FRANK CLIFF Trestle Theatre at the New Cut, Halesworth; on tour until mid April.

FRANK CLIFF

For a painter to have lost most of his work three times before the age of 35 might – to paraphrase Oscar Wilde – look like carelessness, but it was, so director Toby Wilsher tells us this bizarre situation which first led him to devise the latest production for the ever-enterprising Trestle Theatre Company, a life of Marc Chagall: Tonight We Fly.

Wilsher has created a fantastically imaginative piece of theatre; a mixture of narrative, live music and mime; a sort of modern masque, magical to hear and see.

Darren Tunstall has written the dialogue for the central performance, a tour de force by Edmund Harcourt as Chagall, the only speaking character who narrates the passion, humour and sadness of his life in a compelling performance.

The pitched roofs and trap doors of the ingenious set serve equally for amongst other things, Chagall's native Vitebsk and his years in Paris, but much of the visual effect is due to the use of masks – a Trestle Theatre hallmark.

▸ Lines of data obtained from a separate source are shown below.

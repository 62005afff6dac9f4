//! The three pages and how each one lays out the screen model.
//!
//! A [`Page`] draws its whole content area and also reports where each
//! patchable [`Field`] lives, so the engine can update a single line without
//! knowing anything about the page layout.

use core::fmt::Write;

use embedded_graphics::pixelcolor::Rgb565;
use embedded_graphics::prelude::*;
use embedded_graphics::primitives::Rectangle;
use heapless::String;

use super::painter::{Painter, Tone};
use super::{DeviceInfo, Field, PORTAL_URL, ScreenModel};
use crate::connectivity::ConnectivityState;
use crate::ui::layout::{
    CONTENT_MARGIN_PX, CONTENT_TOP_PX, DISPLAY_WIDTH_PX, INFO_ROW_HEIGHT_PX,
    STATUS_PILL_HEIGHT_PX, WIFI_PILL_HEIGHT_PX, WIFI_TITLE_HEIGHT_PX,
};
use crate::ui::{Layout, View};

/// Width of a full content line between the margins
const LINE_WIDTH_PX: u32 = DISPLAY_WIDTH_PX - 2 * CONTENT_MARGIN_PX as u32;

/// Gap between a pill and the first row below it
const PILL_GAP_PX: i32 = 12;

/// Line spacing for stacked body text
const TEXT_LINE_PX: i32 = 18;

/// Where a patchable value is drawn
#[derive(Debug, Clone, Copy, PartialEq, Eq)]
pub struct FieldSlot {
    pub origin: Point,
    /// Width cleared before redrawing
    pub width: u32,
    /// Static text drawn in front of the value
    pub prefix: &'static str,
    pub tone: Tone,
}

impl FieldSlot {
    fn value(origin: Point, width: u32) -> Self {
        Self {
            origin,
            width,
            prefix: "",
            tone: Tone::Text,
        }
    }

    fn line(y: i32, prefix: &'static str, tone: Tone) -> Self {
        Self {
            origin: Point::new(CONTENT_MARGIN_PX, y),
            width: LINE_WIDTH_PX,
            prefix,
            tone,
        }
    }
}

/// Trait every page implements.
///
/// Pages are stateless views over the [`ScreenModel`]; all change tracking
/// lives in the render engine.
pub trait Page {
    /// Draw the content area. The caller has already cleared it.
    fn draw_page<D: DrawTarget<Color = Rgb565>>(
        &self,
        display: &mut D,
        painter: &Painter,
        layout: &Layout,
        model: &ScreenModel,
    ) -> Result<(), D::Error>;

    /// Location of `field` for the given model, or `None` when this page
    /// does not show it in that state.
    fn field_slot(&self, field: Field, model: &ScreenModel) -> Option<FieldSlot>;

    /// Draw one field at its slot, if the page shows it
    fn draw_field<D: DrawTarget<Color = Rgb565>>(
        &self,
        display: &mut D,
        painter: &Painter,
        field: Field,
        model: &ScreenModel,
    ) -> Result<bool, D::Error> {
        let Some(slot) = self.field_slot(field, model) else {
            return Ok(false);
        };
        let mut line: String<96> = String::new();
        let _ = write!(line, "{}{}", slot.prefix, field.value_text(model));
        painter.text(display, &line, slot.origin, slot.tone)?;
        Ok(true)
    }
}

/// Status: connection pill, hostname and whatever the current state needs.
pub struct StatusPage<'a> {
    info: &'a DeviceInfo,
}

impl StatusPage<'_> {
    const PILL_TOP: i32 = CONTENT_TOP_PX;
    const ROWS_TOP: i32 = Self::PILL_TOP + STATUS_PILL_HEIGHT_PX as i32 + PILL_GAP_PX;

    const fn row(index: i32) -> i32 {
        Self::ROWS_TOP + index * INFO_ROW_HEIGHT_PX
    }

    pub fn pill_area() -> Rectangle {
        Rectangle::new(
            Point::new(CONTENT_MARGIN_PX, Self::PILL_TOP),
            Size::new(LINE_WIDTH_PX, STATUS_PILL_HEIGHT_PX),
        )
    }
}

impl Page for StatusPage<'_> {
    fn draw_page<D: DrawTarget<Color = Rgb565>>(
        &self,
        display: &mut D,
        painter: &Painter,
        _layout: &Layout,
        model: &ScreenModel,
    ) -> Result<(), D::Error> {
        painter.pill(display, Self::pill_area(), model.state)?;
        painter.info_row(display, Self::row(0), "Host", &self.info.hostname)?;

        match model.state {
            ConnectivityState::Connected => {
                painter.info_row(display, Self::row(1), "SSID", "")?;
                painter.info_row(display, Self::row(2), "IP", "")?;
                painter.info_row(display, Self::row(3), "RSSI", "")?;
            }
            ConnectivityState::Portal => {
                let mut join: String<48> = String::new();
                let _ = write!(join, "1) Join {}", self.info.ap_name);
                let mut open: String<48> = String::new();
                let _ = write!(open, "2) Open {}", PORTAL_URL);

                let x = CONTENT_MARGIN_PX;
                painter.text(display, "Setup:", Point::new(x, Self::row(1)), Tone::Muted)?;
                painter.text(display, &join, Point::new(x, Self::row(2)), Tone::Text)?;
                painter.text(display, &open, Point::new(x, Self::row(3)), Tone::Text)?;
            }
            ConnectivityState::Error => {
                painter.text(
                    display,
                    "Error:",
                    Point::new(CONTENT_MARGIN_PX, Self::row(1)),
                    Tone::Muted,
                )?;
            }
            ConnectivityState::Connecting => {
                painter.text(
                    display,
                    "Tip: WiFi tab (or BtnA) for setup portal.",
                    Point::new(CONTENT_MARGIN_PX, Self::row(3)),
                    Tone::Muted,
                )?;
            }
        }

        for field in Field::ALL {
            self.draw_field(display, painter, field, model)?;
        }
        Ok(())
    }

    fn field_slot(&self, field: Field, model: &ScreenModel) -> Option<FieldSlot> {
        let value = |row| {
            let (origin, width) = Painter::info_value_slot(Self::row(row));
            Some(FieldSlot::value(origin, width))
        };
        match (model.state, field) {
            (ConnectivityState::Connected, Field::Ssid) => value(1),
            (ConnectivityState::Connected, Field::Address) => value(2),
            (ConnectivityState::Connected, Field::Rssi) => value(3),
            (ConnectivityState::Connecting, Field::Target) => {
                Some(FieldSlot::line(Self::row(1), "Connecting: ", Tone::Muted))
            }
            (ConnectivityState::Connecting, Field::LinkStatus) => {
                Some(FieldSlot::line(Self::row(2), "State: ", Tone::Muted))
            }
            (ConnectivityState::Error, Field::Error) => {
                Some(FieldSlot::line(Self::row(2), "", Tone::Text))
            }
            _ => None,
        }
    }
}

/// WiFi: details plus the Portal/Retry/Forget controls.
pub struct WiFiPage<'a> {
    info: &'a DeviceInfo,
}

impl WiFiPage<'_> {
    const TITLE_TOP: i32 = CONTENT_TOP_PX;
    const PILL_TOP: i32 = Self::TITLE_TOP + WIFI_TITLE_HEIGHT_PX;
    const ROWS_TOP: i32 = Self::PILL_TOP + WIFI_PILL_HEIGHT_PX as i32 + PILL_GAP_PX;

    const fn row(index: i32) -> i32 {
        Self::ROWS_TOP + index * INFO_ROW_HEIGHT_PX
    }

    pub fn pill_area() -> Rectangle {
        Rectangle::new(
            Point::new(CONTENT_MARGIN_PX, Self::PILL_TOP),
            Size::new(LINE_WIDTH_PX, WIFI_PILL_HEIGHT_PX),
        )
    }
}

impl Page for WiFiPage<'_> {
    fn draw_page<D: DrawTarget<Color = Rgb565>>(
        &self,
        display: &mut D,
        painter: &Painter,
        layout: &Layout,
        model: &ScreenModel,
    ) -> Result<(), D::Error> {
        painter.large_text(display, "Wi-Fi", Point::new(CONTENT_MARGIN_PX, Self::TITLE_TOP))?;
        painter.pill(display, Self::pill_area(), model.state)?;

        let x = CONTENT_MARGIN_PX;
        let y = Self::ROWS_TOP;
        match model.state {
            ConnectivityState::Connected => {
                painter.info_row(display, Self::row(0), "SSID", "")?;
                painter.info_row(display, Self::row(1), "IP", "")?;
            }
            ConnectivityState::Connecting => {
                painter.info_row(display, Self::row(0), "Try", "")?;
                painter.info_row(display, Self::row(1), "State", "")?;
            }
            ConnectivityState::Portal => {
                let mut join: String<64> = String::new();
                let _ = write!(join, "Join AP: {}", self.info.ap_name);
                if self.info.portal_secured {
                    let _ = join.push_str(" (password set)");
                }
                let mut open: String<48> = String::new();
                let _ = write!(open, "Open {}", PORTAL_URL);

                painter.text(display, "Setup portal is running.", Point::new(x, y), Tone::Muted)?;
                painter.text(display, &join, Point::new(x, y + TEXT_LINE_PX), Tone::Muted)?;
                painter.text(display, &open, Point::new(x, y + TEXT_LINE_PX * 2), Tone::Text)?;
            }
            ConnectivityState::Error => {
                painter.text(display, "WiFi error", Point::new(x, y), Tone::Muted)?;
            }
        }

        for field in Field::ALL {
            self.draw_field(display, painter, field, model)?;
        }

        let palette = &painter.palette;
        painter.button(display, layout.portal_button, palette.accent, "Portal")?;
        painter.button(display, layout.retry_button, palette.good, "Retry")?;
        painter.button(display, layout.forget_button, palette.bad, "Forget")
    }

    fn field_slot(&self, field: Field, model: &ScreenModel) -> Option<FieldSlot> {
        let value = |row| {
            let (origin, width) = Painter::info_value_slot(Self::row(row));
            Some(FieldSlot::value(origin, width))
        };
        match (model.state, field) {
            (ConnectivityState::Connected, Field::Ssid) => value(0),
            (ConnectivityState::Connected, Field::Address) => value(1),
            (ConnectivityState::Connecting, Field::Target) => value(0),
            (ConnectivityState::Connecting, Field::LinkStatus) => value(1),
            (ConnectivityState::Error, Field::Error) => Some(FieldSlot::line(
                Self::ROWS_TOP + TEXT_LINE_PX,
                "",
                Tone::Text,
            )),
            _ => None,
        }
    }
}

/// About: product name, portal instructions and build.
pub struct AboutPage<'a> {
    info: &'a DeviceInfo,
}

impl Page for AboutPage<'_> {
    fn draw_page<D: DrawTarget<Color = Rgb565>>(
        &self,
        display: &mut D,
        painter: &Painter,
        _layout: &Layout,
        _model: &ScreenModel,
    ) -> Result<(), D::Error> {
        let x = CONTENT_MARGIN_PX;
        let mut y = CONTENT_TOP_PX;

        painter.large_text(display, &self.info.product, Point::new(x, y))?;
        y += 40;

        let mut ap: String<48> = String::new();
        let _ = write!(ap, "AP: {}", self.info.ap_name);
        let mut url: String<48> = String::new();
        let _ = write!(url, "URL: {}", PORTAL_URL);
        let mut build: String<48> = String::new();
        let _ = write!(build, "Build: {}", self.info.build);

        painter.text(display, "Wi-Fi setup portal", Point::new(x, y), Tone::Muted)?;
        y += 20;
        painter.text(display, &ap, Point::new(x, y), Tone::Muted)?;
        y += 20;
        painter.text(display, &url, Point::new(x, y), Tone::Muted)?;
        y += 30;
        painter.text(display, "Tip: press BtnA for portal.", Point::new(x, y), Tone::Muted)?;
        y += 20;
        painter.text(display, &build, Point::new(x, y), Tone::Muted)
    }

    fn field_slot(&self, _field: Field, _model: &ScreenModel) -> Option<FieldSlot> {
        None
    }
}

/// Enum dispatch over the concrete pages, avoiding `dyn` and generic
/// methods on trait objects.
pub enum PageWrapper<'a> {
    Status(StatusPage<'a>),
    WiFi(WiFiPage<'a>),
    About(AboutPage<'a>),
}

impl<'a> PageWrapper<'a> {
    pub fn for_view(view: View, info: &'a DeviceInfo) -> Self {
        match view {
            View::Status => PageWrapper::Status(StatusPage { info }),
            View::WiFi => PageWrapper::WiFi(WiFiPage { info }),
            View::About => PageWrapper::About(AboutPage { info }),
        }
    }
}

impl Page for PageWrapper<'_> {
    fn draw_page<D: DrawTarget<Color = Rgb565>>(
        &self,
        display: &mut D,
        painter: &Painter,
        layout: &Layout,
        model: &ScreenModel,
    ) -> Result<(), D::Error> {
        match self {
            PageWrapper::Status(page) => page.draw_page(display, painter, layout, model),
            PageWrapper::WiFi(page) => page.draw_page(display, painter, layout, model),
            PageWrapper::About(page) => page.draw_page(display, painter, layout, model),
        }
    }

    fn field_slot(&self, field: Field, model: &ScreenModel) -> Option<FieldSlot> {
        match self {
            PageWrapper::Status(page) => page.field_slot(field, model),
            PageWrapper::WiFi(page) => page.field_slot(field, model),
            PageWrapper::About(page) => page.field_slot(field, model),
        }
    }
}

#[cfg(test)]
mod tests {
    use super::*;

    fn connected_model() -> ScreenModel {
        ScreenModel {
            state: ConnectivityState::Connected,
            ..Default::default()
        }
    }

    #[test]
    fn test_status_slots_follow_state() {
        let info = DeviceInfo::default();
        let page = PageWrapper::for_view(View::Status, &info);

        let connected = connected_model();
        assert!(page.field_slot(Field::Rssi, &connected).is_some());
        assert!(page.field_slot(Field::Target, &connected).is_none());

        let connecting = ScreenModel::default();
        let slot = page.field_slot(Field::Target, &connecting).unwrap();
        assert_eq!(slot.prefix, "Connecting: ");
        assert!(page.field_slot(Field::Rssi, &connecting).is_none());
    }

    #[test]
    fn test_wifi_page_has_no_rssi_and_about_has_no_fields() {
        let info = DeviceInfo::default();
        let model = connected_model();
        let wifi = PageWrapper::for_view(View::WiFi, &info);
        assert!(wifi.field_slot(Field::Ssid, &model).is_some());
        assert!(wifi.field_slot(Field::Rssi, &model).is_none());

        let about = PageWrapper::for_view(View::About, &info);
        for field in Field::ALL {
            assert!(about.field_slot(field, &model).is_none());
        }
    }

    #[test]
    fn test_slots_stay_inside_content_area() {
        let info = DeviceInfo::default();
        let layout = Layout::new();
        let states = [
            ConnectivityState::Connecting,
            ConnectivityState::Connected,
            ConnectivityState::Portal,
            ConnectivityState::Error,
        ];
        for view in View::ALL {
            let page = PageWrapper::for_view(view, &info);
            let bottom = if view == View::WiFi {
                layout.portal_button.top_left.y
            } else {
                layout.footer.top_left.y
            };
            for state in states {
                let model = ScreenModel {
                    state,
                    ..Default::default()
                };
                for field in Field::ALL {
                    if let Some(slot) = page.field_slot(field, &model) {
                        assert!(slot.origin.y >= layout.tab_status.size.height as i32);
                        assert!(slot.origin.y + 18 <= bottom);
                    }
                }
            }
        }
    }
}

These are inspired by Chagall's paintings: outsize masks, their features exaggerated in ways which distil the essence of a character; the sadness of Chagall's introvert friend Viktor, the vulnerability of Bella his wife and muse, so that the smallest gesture of the masked actors seems expressive. These actors also double as musicians, playing the Klempzer music which contributes so much to the atmosphere.

That it fizzles out somewhat abruptly after Bella's death detracts little from this magical piece. Tours until mid April and worth a long journey to see.